WORK ITEM ->
Find the lines in the entries that follow where the word "config" occurs, and state how many there are, with no other words.

******

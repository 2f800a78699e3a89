//! Fixed-percentage stop-loss / take-profit levels.
//!
//! Levels are placed at fixed offsets from a single reference price:
//! stop = price * (1 - stop_loss_pct), target = price * (1 + take_profit_pct).
//! Evaluated as `price -/+ price * pct`: at price 100 with 5% / 10% the
//! levels are exactly 95 and 110.
//! No history or signal state is involved.

use crate::error::ParamError;
use serde::{Deserialize, Serialize};

pub const DEFAULT_STOP_LOSS_PCT: f64 = 0.05;
pub const DEFAULT_TAKE_PROFIT_PCT: f64 = 0.10;

/// Stop-loss and take-profit thresholds for a hypothetical long position.
#[derive(Debug, Clone, Copy, PartialEq, Serialize, Deserialize)]
pub struct RiskLevels {
    pub stop_loss: f64,
    pub take_profit: f64,
}

/// Validated percentage offsets.
#[derive(Debug, Clone, Copy, PartialEq)]
pub struct FixedPercentLevels {
    stop_loss_pct: f64,
    take_profit_pct: f64,
}

impl FixedPercentLevels {
    /// `stop_loss_pct` must lie in [0, 1]; `take_profit_pct` must be >= 0.
    ///
    /// # Example
    /// ```
    /// use momentum_core::risk::FixedPercentLevels;
    ///
    /// let levels = FixedPercentLevels::new(0.05, 0.10).unwrap().levels(100.0).unwrap();
    /// assert_eq!(levels.stop_loss, 95.0);
    /// assert_eq!(levels.take_profit, 110.0);
    /// ```
    pub fn new(stop_loss_pct: f64, take_profit_pct: f64) -> Result<Self, ParamError> {
        if !stop_loss_pct.is_finite() || !(0.0..=1.0).contains(&stop_loss_pct) {
            return Err(ParamError::invalid(format!(
                "stop_loss_pct must be in [0, 1], got {stop_loss_pct}"
            )));
        }
        if !take_profit_pct.is_finite() || take_profit_pct < 0.0 {
            return Err(ParamError::invalid(format!(
                "take_profit_pct must be >= 0, got {take_profit_pct}"
            )));
        }
        Ok(Self {
            stop_loss_pct,
            take_profit_pct,
        })
    }

    pub fn stop_loss_pct(&self) -> f64 {
        self.stop_loss_pct
    }

    pub fn take_profit_pct(&self) -> f64 {
        self.take_profit_pct
    }

    /// Levels around `price`, which must be a positive finite number.
    pub fn levels(&self, price: f64) -> Result<RiskLevels, ParamError> {
        if !price.is_finite() || price <= 0.0 {
            return Err(ParamError::invalid(format!(
                "price must be > 0, got {price}"
            )));
        }
        Ok(RiskLevels {
            stop_loss: price - price * self.stop_loss_pct,
            take_profit: price + price * self.take_profit_pct,
        })
    }
}

impl Default for FixedPercentLevels {
    fn default() -> Self {
        Self {
            stop_loss_pct: DEFAULT_STOP_LOSS_PCT,
            take_profit_pct: DEFAULT_TAKE_PROFIT_PCT,
        }
    }
}

/// Compute levels in one call.
pub fn risk_levels(
    price: f64,
    stop_loss_pct: f64,
    take_profit_pct: f64,
) -> Result<RiskLevels, ParamError> {
    FixedPercentLevels::new(stop_loss_pct, take_profit_pct)?.levels(price)
}
//! Momentum Core: price data, momentum indicator, signals, risk levels.
//!
//! The crate is a single forward pipeline:
//! - Data providers (Yahoo Finance, CSV import, synthetic) normalized into a `PriceSeries`
//! - Rolling percentage-change momentum over a fixed lookback window
//! - Sign-threshold long/short signal per bar
//! - Fixed-percentage stop-loss / take-profit levels off the latest close
//! - Orchestration into a renderable `Report`

pub mod config;
pub mod data;
pub mod domain;
pub mod error;
pub mod indicators;
pub mod pipeline;
pub mod risk;
pub mod signals;

pub use config::{ConfigError, StrategyConfig};
pub use error::{ParamError, PipelineError};
pub use pipeline::{run_pipeline, Report};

******

ANSWER TO THIS EXERCISE ->
2